╔══
//! Shared test helpers for workspace crates.

use std::path::{Path, PathBuf};

/// Resolve the workspace root path.
pub fn workspace_root() -> PathBuf {
	let manifest_dir = Path::new(env!("CARGO_MANIFEST_DIR"));
	manifest_dir
		.join("..")
		.join("..")
		.canonicalize()
		.unwrap_or_else(|_| manifest_dir.join("..").join(".."))
}

/// Resolve a fixture path under `<workspace>/fixtures`.
pub fn fixture_path(name: &str) -> PathBuf {
	workspace_root().join("fixtures").join(name)
}

/// Read and parse a JSON fixture document.
///
/// Panics when the fixture is missing or malformed, which is a broken test setup.
pub fn fixture_json(name: &str) -> serde_json::Value {
	let path = fixture_path(name);
	let bytes = std::fs::read(&path).unwrap_or_else(|err| panic!("fixture {} unreadable: {err}", path.display()));
	serde_json::from_slice(&bytes).unwrap_or_else(|err| panic!("fixture {} is not json: {err}", path.display()))
}
use std::fs;
use std::path::Path;

use log::debug;
use serde_json::Value as Json;

use crate::model::compression::decode_bytes;
use crate::model::{Compression, DynElement, Element, ElementKind, KindDecl, Result};

/// Parsed document tree handed over by the parsing engine in its JSON form.
#[derive(Debug, Clone)]
pub struct Document {
	/// Compression mode detected for source bytes.
	pub compression: Compression,
	root: Json,
}

impl Document {
	/// Read, decompress, and parse a document from disk.
	pub fn open(path: impl AsRef<Path>) -> Result<Self> {
		let path = path.as_ref();
		let raw = fs::read(path)?;
		debug!(path = path.display().to_string(), bytes = raw.len(); "read document");
		Self::from_bytes(raw)
	}

	/// Decompress and parse in-memory document bytes.
	pub fn from_bytes(raw: Vec<u8>) -> Result<Self> {
		let (compression, bytes) = decode_bytes(raw)?;
		let root = serde_json::from_slice(&bytes)?;
		debug!(compression = compression.as_str(), bytes = bytes.len(); "parsed document");
		Ok(Self { compression, root })
	}

	/// Wrap an already-parsed tree.
	pub fn from_json(root: Json) -> Self {
		Self {
			compression: Compression::None,
			root,
		}
	}

	/// Root node.
	pub fn root(&self) -> &Json {
		&self.root
	}

	/// Typed view of the root node.
	pub fn project<K: ElementKind>(&self) -> Element<'_, K, Json> {
		Element::new(&self.root)
	}

	/// Table-driven view of the root node.
	pub fn project_dyn(&self, kind: &'static KindDecl) -> DynElement<'_, Json> {
		DynElement::new(kind, Some(&self.root))
	}
}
╚══
• [WHAT YOU NEED TO DO]:
Every line in the data that holds the string "test" should be copied.

• [SOLUTION FOR THIS TASK]:
//! Shared test helpers for workspace crates.
/// Panics when the fixture is missing or malformed, which is a broken test setup.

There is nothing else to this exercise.